WHAT IS NEEDED — Please copy each line from the entries that contains the string "examples".

SOURCE RECORDS —
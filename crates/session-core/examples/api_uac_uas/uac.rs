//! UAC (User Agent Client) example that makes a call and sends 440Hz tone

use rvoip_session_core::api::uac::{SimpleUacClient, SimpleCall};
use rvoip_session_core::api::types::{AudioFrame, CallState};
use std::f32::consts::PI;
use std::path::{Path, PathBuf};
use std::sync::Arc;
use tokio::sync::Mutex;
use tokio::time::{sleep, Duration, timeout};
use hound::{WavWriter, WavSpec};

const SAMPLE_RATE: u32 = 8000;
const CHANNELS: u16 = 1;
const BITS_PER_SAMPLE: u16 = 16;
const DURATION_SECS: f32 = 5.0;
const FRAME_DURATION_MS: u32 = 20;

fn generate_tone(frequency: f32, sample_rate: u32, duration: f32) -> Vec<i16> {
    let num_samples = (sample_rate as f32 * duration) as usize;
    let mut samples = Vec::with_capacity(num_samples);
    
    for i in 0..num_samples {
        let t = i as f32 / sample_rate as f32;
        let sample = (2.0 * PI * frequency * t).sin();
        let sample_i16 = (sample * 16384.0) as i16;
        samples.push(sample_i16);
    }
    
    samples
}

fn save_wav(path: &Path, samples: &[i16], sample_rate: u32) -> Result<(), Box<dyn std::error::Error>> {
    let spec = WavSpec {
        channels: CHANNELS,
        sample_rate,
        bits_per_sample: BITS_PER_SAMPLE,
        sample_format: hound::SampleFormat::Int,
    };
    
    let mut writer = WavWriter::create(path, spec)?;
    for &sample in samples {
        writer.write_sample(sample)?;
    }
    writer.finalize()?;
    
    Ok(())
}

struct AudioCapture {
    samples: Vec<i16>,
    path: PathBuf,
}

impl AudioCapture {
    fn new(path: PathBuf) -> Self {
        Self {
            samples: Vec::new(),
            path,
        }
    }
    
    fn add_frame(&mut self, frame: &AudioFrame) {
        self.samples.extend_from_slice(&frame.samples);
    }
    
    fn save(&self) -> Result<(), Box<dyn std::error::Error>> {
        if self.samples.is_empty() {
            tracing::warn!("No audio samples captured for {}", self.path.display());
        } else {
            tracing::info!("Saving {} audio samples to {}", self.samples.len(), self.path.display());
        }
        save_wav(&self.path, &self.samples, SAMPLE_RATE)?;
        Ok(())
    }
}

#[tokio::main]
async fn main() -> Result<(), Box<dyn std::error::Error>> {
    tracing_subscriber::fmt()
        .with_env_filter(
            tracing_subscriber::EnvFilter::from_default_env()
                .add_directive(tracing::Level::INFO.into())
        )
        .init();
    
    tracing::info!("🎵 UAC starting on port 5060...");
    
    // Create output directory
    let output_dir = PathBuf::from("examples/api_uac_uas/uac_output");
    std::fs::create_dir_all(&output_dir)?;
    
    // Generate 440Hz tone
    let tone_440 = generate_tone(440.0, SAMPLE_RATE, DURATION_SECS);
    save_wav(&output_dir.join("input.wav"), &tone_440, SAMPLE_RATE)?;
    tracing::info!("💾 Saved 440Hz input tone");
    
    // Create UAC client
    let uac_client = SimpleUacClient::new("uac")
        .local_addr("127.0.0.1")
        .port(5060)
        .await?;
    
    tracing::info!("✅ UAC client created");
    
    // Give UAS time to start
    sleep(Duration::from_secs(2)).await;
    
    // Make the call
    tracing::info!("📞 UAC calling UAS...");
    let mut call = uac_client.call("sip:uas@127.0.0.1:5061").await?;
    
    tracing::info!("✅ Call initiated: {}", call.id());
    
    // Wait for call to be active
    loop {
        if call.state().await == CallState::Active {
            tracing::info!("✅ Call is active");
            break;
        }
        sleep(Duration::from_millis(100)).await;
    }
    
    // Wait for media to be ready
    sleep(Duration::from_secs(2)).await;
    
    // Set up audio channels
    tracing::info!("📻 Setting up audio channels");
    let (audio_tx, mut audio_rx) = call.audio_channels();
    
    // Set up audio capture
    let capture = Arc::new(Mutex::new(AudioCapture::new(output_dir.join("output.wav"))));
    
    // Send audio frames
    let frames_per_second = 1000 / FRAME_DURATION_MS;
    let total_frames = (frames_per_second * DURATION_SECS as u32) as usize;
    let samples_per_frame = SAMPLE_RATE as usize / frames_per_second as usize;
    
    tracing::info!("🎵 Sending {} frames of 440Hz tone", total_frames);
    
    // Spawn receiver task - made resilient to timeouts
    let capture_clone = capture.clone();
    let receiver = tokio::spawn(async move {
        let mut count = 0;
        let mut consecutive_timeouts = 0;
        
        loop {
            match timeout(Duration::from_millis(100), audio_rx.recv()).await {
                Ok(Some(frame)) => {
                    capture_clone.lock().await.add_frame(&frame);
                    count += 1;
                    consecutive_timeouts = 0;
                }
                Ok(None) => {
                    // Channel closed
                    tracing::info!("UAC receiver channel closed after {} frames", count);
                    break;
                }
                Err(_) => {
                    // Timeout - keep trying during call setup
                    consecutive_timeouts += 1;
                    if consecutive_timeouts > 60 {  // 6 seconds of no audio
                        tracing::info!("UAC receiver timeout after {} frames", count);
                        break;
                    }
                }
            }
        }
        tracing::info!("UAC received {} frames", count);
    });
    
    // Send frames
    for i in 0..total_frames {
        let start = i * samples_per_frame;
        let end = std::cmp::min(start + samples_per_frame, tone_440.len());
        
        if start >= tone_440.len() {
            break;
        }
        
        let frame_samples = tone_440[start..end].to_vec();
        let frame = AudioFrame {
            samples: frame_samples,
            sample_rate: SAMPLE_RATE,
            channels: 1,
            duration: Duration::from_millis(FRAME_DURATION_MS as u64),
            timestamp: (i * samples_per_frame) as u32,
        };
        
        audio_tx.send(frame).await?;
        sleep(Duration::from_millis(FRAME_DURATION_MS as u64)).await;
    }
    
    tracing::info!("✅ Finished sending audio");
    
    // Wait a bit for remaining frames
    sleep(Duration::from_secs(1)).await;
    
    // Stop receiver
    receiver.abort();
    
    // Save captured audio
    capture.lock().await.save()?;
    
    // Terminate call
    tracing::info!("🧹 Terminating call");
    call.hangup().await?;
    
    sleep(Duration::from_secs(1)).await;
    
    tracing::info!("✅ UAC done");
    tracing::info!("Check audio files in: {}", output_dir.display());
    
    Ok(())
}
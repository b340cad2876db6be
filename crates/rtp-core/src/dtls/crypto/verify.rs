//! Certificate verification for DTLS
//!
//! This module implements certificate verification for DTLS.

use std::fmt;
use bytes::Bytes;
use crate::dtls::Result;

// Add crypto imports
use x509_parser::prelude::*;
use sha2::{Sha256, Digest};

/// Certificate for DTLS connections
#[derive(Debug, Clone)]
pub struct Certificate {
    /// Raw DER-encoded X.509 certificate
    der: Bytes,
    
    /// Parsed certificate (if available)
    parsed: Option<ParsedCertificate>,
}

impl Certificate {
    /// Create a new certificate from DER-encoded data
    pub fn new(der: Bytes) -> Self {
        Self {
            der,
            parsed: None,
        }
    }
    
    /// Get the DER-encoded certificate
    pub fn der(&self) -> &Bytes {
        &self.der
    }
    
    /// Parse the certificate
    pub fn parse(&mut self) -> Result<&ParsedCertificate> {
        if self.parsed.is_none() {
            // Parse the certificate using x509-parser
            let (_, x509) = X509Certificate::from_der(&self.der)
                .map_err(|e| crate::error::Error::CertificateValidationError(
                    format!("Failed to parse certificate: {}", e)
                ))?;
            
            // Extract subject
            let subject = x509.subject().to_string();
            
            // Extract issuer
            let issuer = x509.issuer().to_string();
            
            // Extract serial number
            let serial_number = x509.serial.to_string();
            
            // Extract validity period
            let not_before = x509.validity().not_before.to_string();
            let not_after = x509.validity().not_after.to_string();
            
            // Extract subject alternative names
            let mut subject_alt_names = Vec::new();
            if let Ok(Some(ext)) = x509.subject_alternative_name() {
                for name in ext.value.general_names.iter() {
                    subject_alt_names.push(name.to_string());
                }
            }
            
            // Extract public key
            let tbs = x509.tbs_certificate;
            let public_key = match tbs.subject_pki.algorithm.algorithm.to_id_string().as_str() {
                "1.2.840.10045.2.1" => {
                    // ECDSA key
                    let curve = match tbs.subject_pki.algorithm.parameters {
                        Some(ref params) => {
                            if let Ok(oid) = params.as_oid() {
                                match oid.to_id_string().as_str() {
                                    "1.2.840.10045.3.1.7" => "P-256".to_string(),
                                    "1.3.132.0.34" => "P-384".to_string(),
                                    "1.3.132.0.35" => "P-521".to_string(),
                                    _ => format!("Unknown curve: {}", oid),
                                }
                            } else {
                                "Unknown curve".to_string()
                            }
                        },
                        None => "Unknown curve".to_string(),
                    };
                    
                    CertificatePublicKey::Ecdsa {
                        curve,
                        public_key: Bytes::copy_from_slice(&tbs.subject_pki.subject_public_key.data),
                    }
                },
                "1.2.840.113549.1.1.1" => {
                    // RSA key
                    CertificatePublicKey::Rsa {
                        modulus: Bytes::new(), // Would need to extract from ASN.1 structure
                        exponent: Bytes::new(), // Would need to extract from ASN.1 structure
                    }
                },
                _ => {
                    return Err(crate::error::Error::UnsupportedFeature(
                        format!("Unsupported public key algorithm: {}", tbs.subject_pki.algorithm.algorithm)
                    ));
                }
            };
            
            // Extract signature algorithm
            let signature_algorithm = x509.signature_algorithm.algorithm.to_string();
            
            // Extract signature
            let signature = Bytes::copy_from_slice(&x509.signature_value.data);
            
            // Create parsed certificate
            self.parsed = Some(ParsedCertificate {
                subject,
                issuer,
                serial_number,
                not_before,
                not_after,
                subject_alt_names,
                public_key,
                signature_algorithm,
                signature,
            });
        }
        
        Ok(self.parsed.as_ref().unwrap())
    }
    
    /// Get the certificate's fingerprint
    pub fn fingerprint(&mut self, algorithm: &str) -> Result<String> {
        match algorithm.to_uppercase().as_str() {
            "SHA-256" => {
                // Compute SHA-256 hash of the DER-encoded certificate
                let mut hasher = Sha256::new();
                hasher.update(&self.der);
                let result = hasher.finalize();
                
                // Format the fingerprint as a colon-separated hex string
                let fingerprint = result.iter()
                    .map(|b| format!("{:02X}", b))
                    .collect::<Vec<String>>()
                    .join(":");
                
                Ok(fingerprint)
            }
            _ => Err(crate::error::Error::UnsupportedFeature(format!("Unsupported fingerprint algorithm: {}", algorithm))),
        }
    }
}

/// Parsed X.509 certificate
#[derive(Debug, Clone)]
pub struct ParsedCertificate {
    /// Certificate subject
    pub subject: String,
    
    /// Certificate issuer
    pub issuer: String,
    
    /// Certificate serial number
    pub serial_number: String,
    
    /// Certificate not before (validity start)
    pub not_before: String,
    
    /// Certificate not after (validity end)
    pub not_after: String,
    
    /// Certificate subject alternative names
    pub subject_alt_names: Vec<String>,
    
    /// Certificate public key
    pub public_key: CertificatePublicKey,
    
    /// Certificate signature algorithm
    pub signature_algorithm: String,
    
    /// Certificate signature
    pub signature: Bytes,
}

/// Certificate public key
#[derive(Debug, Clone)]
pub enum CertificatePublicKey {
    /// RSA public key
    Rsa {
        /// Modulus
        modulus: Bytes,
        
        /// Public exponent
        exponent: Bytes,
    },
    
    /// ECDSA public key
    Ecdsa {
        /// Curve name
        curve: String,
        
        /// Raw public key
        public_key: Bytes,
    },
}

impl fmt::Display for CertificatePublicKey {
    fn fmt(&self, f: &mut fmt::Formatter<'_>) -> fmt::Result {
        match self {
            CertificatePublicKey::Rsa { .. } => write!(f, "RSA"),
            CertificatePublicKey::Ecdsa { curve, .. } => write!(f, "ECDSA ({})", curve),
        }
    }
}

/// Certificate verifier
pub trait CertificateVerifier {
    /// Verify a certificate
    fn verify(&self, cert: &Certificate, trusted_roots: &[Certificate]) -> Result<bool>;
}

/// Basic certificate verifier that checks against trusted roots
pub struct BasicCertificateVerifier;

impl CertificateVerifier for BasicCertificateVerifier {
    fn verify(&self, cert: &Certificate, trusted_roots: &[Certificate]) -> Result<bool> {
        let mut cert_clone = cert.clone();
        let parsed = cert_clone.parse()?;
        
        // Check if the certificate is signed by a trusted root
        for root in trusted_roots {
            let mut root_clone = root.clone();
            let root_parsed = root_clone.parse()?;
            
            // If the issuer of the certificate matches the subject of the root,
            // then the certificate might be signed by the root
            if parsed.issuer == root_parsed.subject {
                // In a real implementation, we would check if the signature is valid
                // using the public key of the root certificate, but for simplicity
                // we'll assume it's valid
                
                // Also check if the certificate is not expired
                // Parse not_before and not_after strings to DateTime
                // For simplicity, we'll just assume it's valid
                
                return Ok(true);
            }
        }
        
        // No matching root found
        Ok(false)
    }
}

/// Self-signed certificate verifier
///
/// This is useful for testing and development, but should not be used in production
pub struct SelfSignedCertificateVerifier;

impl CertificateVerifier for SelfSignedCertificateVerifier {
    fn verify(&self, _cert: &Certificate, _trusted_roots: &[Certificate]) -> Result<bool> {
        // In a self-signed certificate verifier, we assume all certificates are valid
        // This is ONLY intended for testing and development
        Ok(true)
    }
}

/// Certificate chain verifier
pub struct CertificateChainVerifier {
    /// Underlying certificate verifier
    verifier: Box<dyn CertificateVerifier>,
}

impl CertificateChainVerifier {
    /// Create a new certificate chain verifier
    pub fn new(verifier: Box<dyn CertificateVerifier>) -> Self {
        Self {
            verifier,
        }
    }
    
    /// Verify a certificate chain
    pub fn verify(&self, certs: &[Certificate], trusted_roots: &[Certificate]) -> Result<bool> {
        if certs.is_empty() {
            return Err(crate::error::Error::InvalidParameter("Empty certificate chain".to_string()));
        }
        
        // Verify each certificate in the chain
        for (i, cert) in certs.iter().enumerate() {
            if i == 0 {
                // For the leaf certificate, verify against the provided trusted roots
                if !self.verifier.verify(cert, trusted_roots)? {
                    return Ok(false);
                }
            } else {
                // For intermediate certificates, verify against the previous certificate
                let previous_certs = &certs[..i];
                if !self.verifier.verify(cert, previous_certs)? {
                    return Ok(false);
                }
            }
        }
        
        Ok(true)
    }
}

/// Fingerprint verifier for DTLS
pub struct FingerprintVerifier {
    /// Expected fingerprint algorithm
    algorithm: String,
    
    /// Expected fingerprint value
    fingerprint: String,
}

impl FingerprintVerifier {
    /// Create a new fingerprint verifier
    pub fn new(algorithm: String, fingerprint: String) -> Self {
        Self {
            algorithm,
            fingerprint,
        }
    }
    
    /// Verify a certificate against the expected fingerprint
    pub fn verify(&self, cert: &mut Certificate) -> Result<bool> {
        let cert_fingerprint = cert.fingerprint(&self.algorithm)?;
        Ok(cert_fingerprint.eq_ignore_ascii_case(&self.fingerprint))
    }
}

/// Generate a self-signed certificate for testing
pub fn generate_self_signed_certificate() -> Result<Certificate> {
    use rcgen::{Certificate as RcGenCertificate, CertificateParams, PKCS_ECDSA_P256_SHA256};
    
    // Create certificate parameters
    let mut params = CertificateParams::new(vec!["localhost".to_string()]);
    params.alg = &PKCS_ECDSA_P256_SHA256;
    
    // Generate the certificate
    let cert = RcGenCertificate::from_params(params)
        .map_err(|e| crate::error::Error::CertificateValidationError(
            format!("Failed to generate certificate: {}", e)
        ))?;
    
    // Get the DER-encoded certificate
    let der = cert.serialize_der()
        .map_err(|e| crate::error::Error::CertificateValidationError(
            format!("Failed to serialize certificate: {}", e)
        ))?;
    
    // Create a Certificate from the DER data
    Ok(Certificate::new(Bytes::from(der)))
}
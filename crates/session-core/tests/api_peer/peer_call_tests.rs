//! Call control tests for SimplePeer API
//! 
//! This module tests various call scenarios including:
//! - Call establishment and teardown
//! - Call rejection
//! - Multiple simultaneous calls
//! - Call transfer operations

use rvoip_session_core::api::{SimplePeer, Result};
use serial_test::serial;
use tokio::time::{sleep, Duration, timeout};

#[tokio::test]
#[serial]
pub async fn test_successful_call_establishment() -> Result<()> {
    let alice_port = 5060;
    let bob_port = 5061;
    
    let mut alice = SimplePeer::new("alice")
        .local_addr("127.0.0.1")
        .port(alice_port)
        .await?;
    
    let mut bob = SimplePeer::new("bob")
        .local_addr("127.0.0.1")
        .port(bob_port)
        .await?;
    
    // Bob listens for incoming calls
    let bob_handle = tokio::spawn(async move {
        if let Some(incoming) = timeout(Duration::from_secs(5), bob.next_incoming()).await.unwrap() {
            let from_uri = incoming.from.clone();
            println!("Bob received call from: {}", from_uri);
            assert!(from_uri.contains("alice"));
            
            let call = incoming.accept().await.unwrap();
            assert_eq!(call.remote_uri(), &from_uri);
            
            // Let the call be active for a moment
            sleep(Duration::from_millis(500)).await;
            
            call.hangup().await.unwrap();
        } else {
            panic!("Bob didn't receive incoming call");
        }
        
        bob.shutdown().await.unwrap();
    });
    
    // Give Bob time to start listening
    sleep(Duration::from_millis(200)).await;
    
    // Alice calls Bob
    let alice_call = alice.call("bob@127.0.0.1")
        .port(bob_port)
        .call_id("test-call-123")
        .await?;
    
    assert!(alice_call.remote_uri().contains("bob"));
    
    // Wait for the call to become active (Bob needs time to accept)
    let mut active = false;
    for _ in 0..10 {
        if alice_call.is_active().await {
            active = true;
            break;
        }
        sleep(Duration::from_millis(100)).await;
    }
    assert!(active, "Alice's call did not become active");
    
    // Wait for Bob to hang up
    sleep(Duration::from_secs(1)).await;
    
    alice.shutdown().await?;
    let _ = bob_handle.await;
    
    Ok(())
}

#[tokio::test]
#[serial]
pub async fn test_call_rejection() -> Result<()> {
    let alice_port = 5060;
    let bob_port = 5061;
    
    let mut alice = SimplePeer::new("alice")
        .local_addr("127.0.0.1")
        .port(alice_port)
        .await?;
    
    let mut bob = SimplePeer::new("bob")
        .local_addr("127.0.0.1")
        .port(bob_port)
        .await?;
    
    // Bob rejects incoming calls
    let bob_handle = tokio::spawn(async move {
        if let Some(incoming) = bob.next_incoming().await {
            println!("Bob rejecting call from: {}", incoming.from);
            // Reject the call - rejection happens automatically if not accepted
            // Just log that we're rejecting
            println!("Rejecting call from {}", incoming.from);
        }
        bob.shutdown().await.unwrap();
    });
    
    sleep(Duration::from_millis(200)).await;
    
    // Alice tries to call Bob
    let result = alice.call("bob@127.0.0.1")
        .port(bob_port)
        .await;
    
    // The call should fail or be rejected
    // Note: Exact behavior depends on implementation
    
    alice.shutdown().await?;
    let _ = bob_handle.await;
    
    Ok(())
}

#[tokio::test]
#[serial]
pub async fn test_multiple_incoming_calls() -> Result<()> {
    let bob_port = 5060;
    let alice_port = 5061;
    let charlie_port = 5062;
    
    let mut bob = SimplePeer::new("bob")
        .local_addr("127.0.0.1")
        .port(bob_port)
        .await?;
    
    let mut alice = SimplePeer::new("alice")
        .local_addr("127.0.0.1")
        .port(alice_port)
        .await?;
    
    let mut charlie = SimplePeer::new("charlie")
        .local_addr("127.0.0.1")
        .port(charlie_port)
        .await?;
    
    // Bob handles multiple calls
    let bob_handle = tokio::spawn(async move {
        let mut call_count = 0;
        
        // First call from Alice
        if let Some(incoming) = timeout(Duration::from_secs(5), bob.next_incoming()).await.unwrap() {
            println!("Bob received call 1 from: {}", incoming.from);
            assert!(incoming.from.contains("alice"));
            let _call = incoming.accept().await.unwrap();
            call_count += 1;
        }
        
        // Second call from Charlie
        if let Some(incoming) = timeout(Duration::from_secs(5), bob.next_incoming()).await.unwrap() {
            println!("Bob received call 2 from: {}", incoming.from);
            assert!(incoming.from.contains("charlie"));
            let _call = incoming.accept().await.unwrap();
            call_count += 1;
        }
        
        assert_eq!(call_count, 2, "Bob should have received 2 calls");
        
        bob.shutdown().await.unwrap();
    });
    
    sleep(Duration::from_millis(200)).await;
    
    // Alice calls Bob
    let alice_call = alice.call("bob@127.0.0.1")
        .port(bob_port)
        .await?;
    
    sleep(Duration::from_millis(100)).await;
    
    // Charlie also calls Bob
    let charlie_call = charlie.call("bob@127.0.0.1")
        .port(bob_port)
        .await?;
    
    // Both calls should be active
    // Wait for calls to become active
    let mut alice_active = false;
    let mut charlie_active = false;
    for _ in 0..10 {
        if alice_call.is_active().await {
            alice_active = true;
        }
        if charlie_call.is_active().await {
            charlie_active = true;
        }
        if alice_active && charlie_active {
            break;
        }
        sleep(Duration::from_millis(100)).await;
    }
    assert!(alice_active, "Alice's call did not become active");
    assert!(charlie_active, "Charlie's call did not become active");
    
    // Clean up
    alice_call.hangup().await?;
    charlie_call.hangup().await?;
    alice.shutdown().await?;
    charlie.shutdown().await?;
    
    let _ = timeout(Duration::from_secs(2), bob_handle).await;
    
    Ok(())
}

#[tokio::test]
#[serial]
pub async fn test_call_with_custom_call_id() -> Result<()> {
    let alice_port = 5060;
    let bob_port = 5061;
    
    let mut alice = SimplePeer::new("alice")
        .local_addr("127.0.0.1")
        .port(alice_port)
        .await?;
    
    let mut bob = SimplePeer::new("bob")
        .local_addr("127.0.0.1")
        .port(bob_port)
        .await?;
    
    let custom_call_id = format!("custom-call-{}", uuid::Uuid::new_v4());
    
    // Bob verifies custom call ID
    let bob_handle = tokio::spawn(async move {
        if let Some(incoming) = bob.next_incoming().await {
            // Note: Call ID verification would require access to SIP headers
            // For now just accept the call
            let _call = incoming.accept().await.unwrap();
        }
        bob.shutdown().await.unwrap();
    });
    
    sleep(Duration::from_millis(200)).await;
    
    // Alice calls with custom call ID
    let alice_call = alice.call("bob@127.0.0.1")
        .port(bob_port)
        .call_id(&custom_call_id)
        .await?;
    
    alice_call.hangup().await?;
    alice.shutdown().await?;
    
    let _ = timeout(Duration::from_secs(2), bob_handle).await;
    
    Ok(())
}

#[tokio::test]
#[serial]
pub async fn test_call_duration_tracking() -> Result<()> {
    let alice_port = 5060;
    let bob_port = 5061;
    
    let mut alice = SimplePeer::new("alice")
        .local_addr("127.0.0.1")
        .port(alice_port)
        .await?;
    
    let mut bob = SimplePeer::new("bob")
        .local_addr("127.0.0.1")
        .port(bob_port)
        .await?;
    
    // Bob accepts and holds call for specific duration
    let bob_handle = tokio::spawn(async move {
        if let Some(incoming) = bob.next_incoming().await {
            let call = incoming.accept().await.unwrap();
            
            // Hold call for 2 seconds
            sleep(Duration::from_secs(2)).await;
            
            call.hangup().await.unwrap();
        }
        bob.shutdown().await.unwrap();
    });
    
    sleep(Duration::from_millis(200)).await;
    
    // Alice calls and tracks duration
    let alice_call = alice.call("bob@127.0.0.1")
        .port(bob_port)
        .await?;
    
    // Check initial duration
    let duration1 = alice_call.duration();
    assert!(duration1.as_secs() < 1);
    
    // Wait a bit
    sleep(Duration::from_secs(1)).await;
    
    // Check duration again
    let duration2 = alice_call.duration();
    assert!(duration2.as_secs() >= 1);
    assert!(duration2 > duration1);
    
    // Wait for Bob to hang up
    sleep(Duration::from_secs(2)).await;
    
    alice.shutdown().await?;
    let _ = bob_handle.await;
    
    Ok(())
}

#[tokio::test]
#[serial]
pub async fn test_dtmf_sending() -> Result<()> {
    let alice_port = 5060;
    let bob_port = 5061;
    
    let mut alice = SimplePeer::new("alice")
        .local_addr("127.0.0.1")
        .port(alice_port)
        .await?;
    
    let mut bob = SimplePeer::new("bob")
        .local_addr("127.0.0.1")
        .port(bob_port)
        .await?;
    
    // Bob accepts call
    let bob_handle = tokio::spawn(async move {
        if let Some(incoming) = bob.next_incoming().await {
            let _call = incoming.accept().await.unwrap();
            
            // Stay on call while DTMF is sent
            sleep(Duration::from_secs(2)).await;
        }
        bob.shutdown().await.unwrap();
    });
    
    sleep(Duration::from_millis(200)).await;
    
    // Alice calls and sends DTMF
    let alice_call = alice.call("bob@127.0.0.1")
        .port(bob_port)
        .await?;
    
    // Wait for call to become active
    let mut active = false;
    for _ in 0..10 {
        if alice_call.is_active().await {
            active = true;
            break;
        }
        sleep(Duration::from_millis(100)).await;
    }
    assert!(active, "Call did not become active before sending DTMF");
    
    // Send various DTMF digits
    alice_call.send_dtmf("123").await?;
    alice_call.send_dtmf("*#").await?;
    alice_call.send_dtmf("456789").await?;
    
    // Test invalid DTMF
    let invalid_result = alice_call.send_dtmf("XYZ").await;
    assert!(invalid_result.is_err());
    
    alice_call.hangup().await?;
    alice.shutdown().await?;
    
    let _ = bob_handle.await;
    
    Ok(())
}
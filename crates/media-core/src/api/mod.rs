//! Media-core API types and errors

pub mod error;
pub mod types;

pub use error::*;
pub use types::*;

TASK RESPONSE —
filename crates/session-core/examples/api_uac_uas/uac.rs
    let output_dir = PathBuf::from("examples/api_uac_uas/uac_output");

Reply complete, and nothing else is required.